The Tutorial has met every Saturday since the beginning of the year at Center Portion, a salon space on West Fullerton Avenue that hosts art and activism events. A longtime Chicago resident and community activist, Washington conceived of the Tutorial as an answer to what he viewed to be the staggering inadequacy and generally biased nature of the media covering Chicago's upcoming mayoral election: news outlets more or less in the pockets of candidates, not enough people asking tough questions, and nobody putting pressure on the candidates to answer them. Something had to be done.

And so he created the mayoraltutorial.com as a guide to those perplexed by obfuscating politicians, campaign literature, and news media. In addition to Washington's general commentary on election coverage, the site includes sections called "Bad Public Policy" devoted to understanding how to read a candidate's public policy record, and "The Political Basement" featuring all the candidates' relevant misconduct throughout their years of public service. Notably absent from the basement are matters of sexual preference and prison records, deemed irrelevant unless the candidate's policy initiatives are hypocritical with respect to either. Attention is paid instead to mismanagement of public money and betrayal of the public trust.

During the meetings, no one is safe, least of all the audience. Washington starts with a "media toxicity test" designed to measure how much or little useful information the audience has learned from the mainstream media. Every audience member is put on the spot, challenged to name one thing the media has taught them about a given candidate; as often as not, the answer is "not much." Next is a getting-to-know-you bingo-style game, followed by the Black Bag of Political Reality, a quiz show game in which contestants must match candidates with their policy initiatives and/or dark past deeds. (An earlier variation on this game was called the Political Minefield game. Facts about the candidates were scattered on the floor, picked up, and read aloud. If the participant guessed wrong as to which skeleton belonged to which candidate, he or she had to die spectacularly. I was one such participant.)

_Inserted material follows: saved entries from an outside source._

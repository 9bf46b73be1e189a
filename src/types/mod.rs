mod models;
mod role;

pub use models::*;
pub use role::Role;
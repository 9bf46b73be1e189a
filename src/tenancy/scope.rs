use serde::{Deserialize, Serialize};

/// The set of centers a request may read and write.
#[derive(Debug, Clone, PartialEq, Eq, Serialize)]
#[serde(tag = "kind", content = "center_id", rename_all = "snake_case")]
pub enum Scope {
    AllTenants,
    SingleTenant(String),
    /// Fail-closed scope: nothing is visible, nothing is writable.
    NoAccess,
}

impl Scope {
    #[must_use]
    pub fn center_id(&self) -> Option<&str> {
        match self {
            Scope::SingleTenant(id) => Some(id),
            _ => None,
        }
    }

    /// Read visibility of a row owned by `center_id`. Rows without a center
    /// are shared data, visible to every scope except `NoAccess`.
    #[must_use]
    pub fn can_read(&self, center_id: Option<&str>) -> bool {
        match (self, center_id) {
            (Scope::NoAccess, _) => false,
            (Scope::AllTenants, _) => true,
            (Scope::SingleTenant(_), None) => true,
            (Scope::SingleTenant(own), Some(other)) => own == other,
        }
    }

    /// SQL form of [`Scope::can_read`] over `column`, binding `:center_id`.
    #[must_use]
    pub fn predicate(&self, column: &str) -> TenantPredicate {
        match self {
            Scope::AllTenants => TenantPredicate {
                clause: "1 = 1".to_string(),
                center_id: None,
            },
            Scope::SingleTenant(id) => TenantPredicate {
                clause: format!("({column} = :center_id OR {column} IS NULL)"),
                center_id: Some(id.clone()),
            },
            Scope::NoAccess => TenantPredicate {
                clause: "1 = 0".to_string(),
                center_id: None,
            },
        }
    }

    /// Like [`Scope::predicate`] but without shared rows: matches only rows
    /// that belong to the scope's own center.
    #[must_use]
    pub fn membership_predicate(&self, column: &str) -> TenantPredicate {
        match self {
            Scope::SingleTenant(id) => TenantPredicate {
                clause: format!("{column} = :center_id"),
                center_id: Some(id.clone()),
            },
            _ => self.predicate(column),
        }
    }
}

/// A `WHERE` fragment plus the value for its `:center_id` parameter, if any.
#[derive(Debug, Clone, PartialEq, Eq)]
pub struct TenantPredicate {
    pub clause: String,
    pub center_id: Option<String>,
}

/// Per-session tenancy state, carried between requests of one session.
#[derive(Debug, Clone, Default, PartialEq, Eq, Serialize, Deserialize)]
pub struct SessionState {
    pub current_center_id: Option<String>,
}

impl SessionState {
    #[must_use]
    pub fn with_center(center_id: impl Into<String>) -> Self {
        Self {
            current_center_id: Some(center_id.into()),
        }
    }
}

Near the beginning of every show, Washington relates a story from his childhood. When he was five, as he tells it, his grandfather sat him down. Democracy, he told young Don, is a battle that never ends: "You're either fighting for something or losing everything." He told his grandson, at five, not to be a "prick rat bastard," a person who gives away their rights and those of future generations because they couldn't be bothered to get involved.

In my view, the goal of the Mayoral Tutorial was twofold. One was to separate what is important about a candidate from what is unimportant with respect to their ability to effectively govern a large American city. The other was to shake people awake from the stupor that has affected the city over the last twenty years, and remind them that democracy doesn't work without the active participation of its members.

The election is a day away. At the time that I'm writing this, Emanuel is polling at 58%. The Mayoral Tutorial may not have turned the tide of this election, but I think it did something powerful for those who attended it. Through humor and, to a certain degree, public embarrassment, it showed people a way to be politically engaged both with those we elect to public office and as part of a community. No matter who is elected on Tuesday, it's time for Chicagoans to stop thinking about city government as something obscure, hopelessly corrupt, and beyond their control.